Bei den neuen GTX-Nvidia Karten wirkt es auch wunder die Energiesparfunktion mit RivaTools zu deaktivieren!


----------



## The Micha (16. Februar 2011)

Hi

wie würde das dann mit 2 Grafikkarten im SLI Modus ausschauen?


----------



## Gazeran (16. Februar 2011)

Hm ich denke einfach mal den GrafikRAM der beiden Karten zusammenrechnen (Im normalfall ist es ja z.B. 2x512MB oder?)


----------



## BlizzLord (16. Februar 2011)

Mein Rechner ist bei weitem nicht der beste aber bei mir läuft WoW flüssig mit 30-60 FPS.
Undzwar überall.

Zu Wotlk Zeiten war das mal ein Problem aber mit Cata wurde das auch behoben.


----------



## Grushdak (16. Februar 2011)

Ich würde vor so manchen Eingriffen doch recht vorsichtig sein!!

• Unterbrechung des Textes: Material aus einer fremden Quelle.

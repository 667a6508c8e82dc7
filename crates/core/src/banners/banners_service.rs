//! Banner fetching.

use std::sync::Arc;

use rielbank_api_client::{fetch_envelope, Endpoint, HttpMethod, Transport};

use super::banners_model::{Banner, BannerListResult};
use crate::errors::Result;

/// Service for the home screen's image slider banners.
pub struct BannerService {
    client: Arc<dyn Transport>,
}

impl BannerService {
    /// Creates a new BannerService instance backed by the given transport.
    pub fn new(client: Arc<dyn Transport>) -> Self {
        Self { client }
    }

    /// Fetches the banner list. There is a single fixture for banners; no
    /// first-load/refresh split.
    pub async fn fetch_banners(&self) -> Result<Vec<Banner>> {
        let envelope = fetch_envelope::<_, BannerListResult>(
            self.client.as_ref(),
            Endpoint::Banners,
            HttpMethod::Get,
            None,
        )
        .await?;
        Ok(envelope.result.banner_list)
    }
}

#[cfg(test)]
mod tests {
    use super::*;
    use crate::test_support::StubTransport;

    #[tokio::test]
    async fn banners_come_back_in_fixture_order() {
        let stub = StubTransport::new().with_success(
            Endpoint::Banners,
            r#"{"bannerList":[{"adSeqNo":1,"linkUrl":"https://example.test/1.jpg"},{"adSeqNo":2,"linkUrl":"https://example.test/2.jpg"}]}"#,
        );
        let service = BannerService::new(Arc::new(stub));

        let banners = service.fetch_banners().await.unwrap();
        assert_eq!(banners.len(), 2);
        assert_eq!(banners[0].ad_seq_no, 1);
        assert_eq!(banners[1].ad_seq_no, 2);
    }
}
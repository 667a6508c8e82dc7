//! Favorites module - favorite transfer targets and their display mapping.

mod favorites_model;
mod favorites_service;

// Re-export the public interface
pub use favorites_model::{
    display_items, FavoriteDisplayItem, FavoriteItem, FavoriteListResult, TransactionType,
};
pub use favorites_service::FavoriteService;
//! Core error types for the dashboard services.

use thiserror::Error;

use rielbank_api_client::ApiError;

/// Type alias for Result using our Error type.
pub type Result<T> = std::result::Result<T, Error>;

/// Root error type for the dashboard domain layer.
#[derive(Error, Debug)]
pub enum Error {
    /// A fetch through the API client failed; see [`ApiError`] for the class.
    #[error("api client error: {0}")]
    Client(#[from] ApiError),
}

impl Error {
    /// The server-side message code, when the failure was a logical API error.
    pub fn api_code(&self) -> Option<&str> {
        match self {
            Error::Client(err) => err.api_code(),
        }
    }
}
//! Favorite transfer target models.

use serde::{Deserialize, Serialize};

/// Payload of the favorite list endpoints. A missing `favoriteList` key is
/// an empty list.
#[derive(Clone, Debug, Default, PartialEq, Eq, Serialize, Deserialize)]
#[serde(rename_all = "camelCase")]
pub struct FavoriteListResult {
    #[serde(default)]
    pub favorite_list: Vec<FavoriteItem>,
}

/// One favorite as the API returns it; `trans_type` is the raw wire tag.
#[derive(Clone, Debug, PartialEq, Eq, Serialize, Deserialize)]
#[serde(rename_all = "camelCase")]
pub struct FavoriteItem {
    pub nickname: String,
    pub trans_type: String,
}

/// Transaction kinds the app can render. The wire tags are a closed set;
/// anything else is dropped at display-mapping time.
#[derive(Clone, Copy, Debug, PartialEq, Eq)]
pub enum TransactionType {
    Cubc,
    Mobile,
    Pmf,
    CreditCard,
}

impl TransactionType {
    pub fn from_wire(tag: &str) -> Option<Self> {
        match tag {
            "CUBC" => Some(TransactionType::Cubc),
            "Mobile" => Some(TransactionType::Mobile),
            "PMF" => Some(TransactionType::Pmf),
            "CreditCard" => Some(TransactionType::CreditCard),
            _ => None,
        }
    }
}

/// A favorite ready for the UI: parsed kind plus nickname.
#[derive(Clone, Debug, PartialEq, Eq)]
pub struct FavoriteDisplayItem {
    pub kind: TransactionType,
    pub nickname: String,
}

/// Maps raw favorites to display items, dropping unknown transaction types.
pub fn display_items(items: &[FavoriteItem]) -> Vec<FavoriteDisplayItem> {
    items
        .iter()
        .filter_map(|item| {
            TransactionType::from_wire(&item.trans_type).map(|kind| FavoriteDisplayItem {
                kind,
                nickname: item.nickname.clone(),
            })
        })
        .collect()
}

#[cfg(test)]
mod tests {
    use super::*;

    #[test]
    fn favorite_list_decodes_wire_keys_and_defaults_to_empty() {
        let populated: FavoriteListResult = serde_json::from_str(
            r#"{"favoriteList":[{"nickname":"Mom","transType":"CUBC"}]}"#,
        )
        .unwrap();
        assert_eq!(populated.favorite_list.len(), 1);
        assert_eq!(populated.favorite_list[0].nickname, "Mom");

        let empty: FavoriteListResult = serde_json::from_str("{}").unwrap();
        assert!(empty.favorite_list.is_empty());
    }

    #[test]
    fn display_mapping_drops_unknown_transaction_types() {
        let items = vec![
            FavoriteItem {
                nickname: "Mom".to_string(),
                trans_type: "CUBC".to_string(),
            },
            FavoriteItem {
                nickname: "Landlord".to_string(),
                trans_type: "Mystery".to_string(),
            },
            FavoriteItem {
                nickname: "Phone".to_string(),
                trans_type: "Mobile".to_string(),
            },
        ];

        let display = display_items(&items);
        assert_eq!(display.len(), 2);
        assert_eq!(display[0].kind, TransactionType::Cubc);
        assert_eq!(display[1].kind, TransactionType::Mobile);
        assert_eq!(display[1].nickname, "Phone");
    }

    #[test]
    fn wire_tags_are_case_sensitive() {
        assert_eq!(TransactionType::from_wire("PMF"), Some(TransactionType::Pmf));
        assert_eq!(TransactionType::from_wire("pmf"), None);
        assert_eq!(
            TransactionType::from_wire("CreditCard"),
            Some(TransactionType::CreditCard)
        );
    }
}
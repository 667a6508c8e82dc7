//! Accounts module - balance models and the aggregation service.

mod accounts_model;
mod accounts_service;

// Re-export the public interface
pub use accounts_model::{AccountItem, AccountListResult, AggregateTotals};
pub use accounts_service::{sum_by_currency, BalanceService};
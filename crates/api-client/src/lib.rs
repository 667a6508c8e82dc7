//! Rielbank API Client Crate
//!
//! Typed fetch-and-decode layer for the demo banking endpoints.
//!
//! # Overview
//!
//! The crate provides:
//! - A closed [`Endpoint`] registry (no free-form URLs)
//! - The [`ApiEnvelope`] response wrapper and its error-payload twin
//! - An [`ApiError`] taxonomy with one variant per failure class
//! - [`ApiClient`], a reqwest-backed [`Transport`] with injected
//!   configuration and no global state
//!
//! # Data flow
//!
//! ```text
//! +-----------+     +------------+     +-----------------+
//! | Endpoint  | --> | Transport  | --> | decode_envelope |
//! | (closed)  |     | (HTTP GET/ |     | (sentinel check |
//! |           |     |  POST)     |     |  + fallbacks)   |
//! +-----------+     +------------+     +-----------------+
//! ```
//!
//! The only success path is transport success plus an envelope carrying the
//! sentinel code [`envelope::SUCCESS_CODE`]. Everything else is one of the
//! [`ApiError`] variants; this layer never retries.

pub mod client;
pub mod endpoints;
pub mod envelope;
pub mod errors;

pub use client::{
    decode_envelope, fetch_envelope, ApiClient, ClientConfig, HttpMethod, JsonMap, Transport,
    DEFAULT_BASE_URL,
};
pub use endpoints::{AccountCategory, Currency, DataSet, Endpoint};
pub use envelope::{ApiEnvelope, ApiErrorBody, SUCCESS_CODE};
pub use errors::{ApiError, ConnectionReason, HttpBucket};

Und irgendwie glaub ich nicht so an die Verbesserung durch die o.g. Eingriffe.
Denn ich ich habe mit deutlich schwächerem PC ohne Eingriff erheblich mehr fps in Stormwind,
als Du, TE, mit Eingriff. 

Lieber baut man sich ne gescheite "Maschine" zusammen und hält Ordnung auf dem PC,
als so ein "Monstrum" zusammen zu schustern, das sogut wie keinem Programm gerecht wird -
dazu oftmals mit wenig Kenntnissen und Verständnis für den PC.

Das ist genauso, als würde ich nen Ferarri besitzen und tanke ihn mit Diesel.

... meine Meinung

greetz


----------



## Sky4u (16. Februar 2011)

Abend.

Gerade wenn man zeilen oder ähnliches in config dateien ändert sollte man vorsichtig sein.
Ich besaß mal das Addon tweakwow die Welt sah auch viel schöner aus ennorme Reichweite etc, Probleme was immer entstand waren dc, ladehänger undso weiter.

Mit Patch 4.0.1 hatte ich auch einen ennormen FPS Einbruch gehabt im schnitt von 0,5 das Problem war da das ein veraltetes Addon schwierigkeiten machte.

Mfg Mel


----------



## Escroc (16. Februar 2011)

Das betrifft doch auch nur Leute mit einer "neueren" Grafikkarte, wie der TE auch schreibt ... d.h. alle mit einem schwächeren"älteren" System brauchen hier nicht zu schreiben das es auch ohne diesen Eingriff läuft ^^


----------



## Sky4u (16. Februar 2011)

Escroc schrieb:


> Das betrifft doch auch nur Leute mit einer "neueren" Grafikkarte, wie der TE auch schreibt ... d.h. alle mit einem schwächeren"älteren" System brauchen hier nicht zu schreiben das es auch ohne diesen Eingriff läuft ^^



Nunja ich besitze in meinem Desktop Rechner und laptop (extra neu zugelegt) eine neue Grafikkarte und da trat das problem bei beiden auf ^^


----------



## kaepteniglo (16. Februar 2011)

Du meinst mit den veralteten Addons oder "musstest" du an der CacheSize was ändern?


----------



## Sky4u (16. Februar 2011)

Mein problem mit den fps bezog sich auf ein addon was trotz update an der Leistung zog.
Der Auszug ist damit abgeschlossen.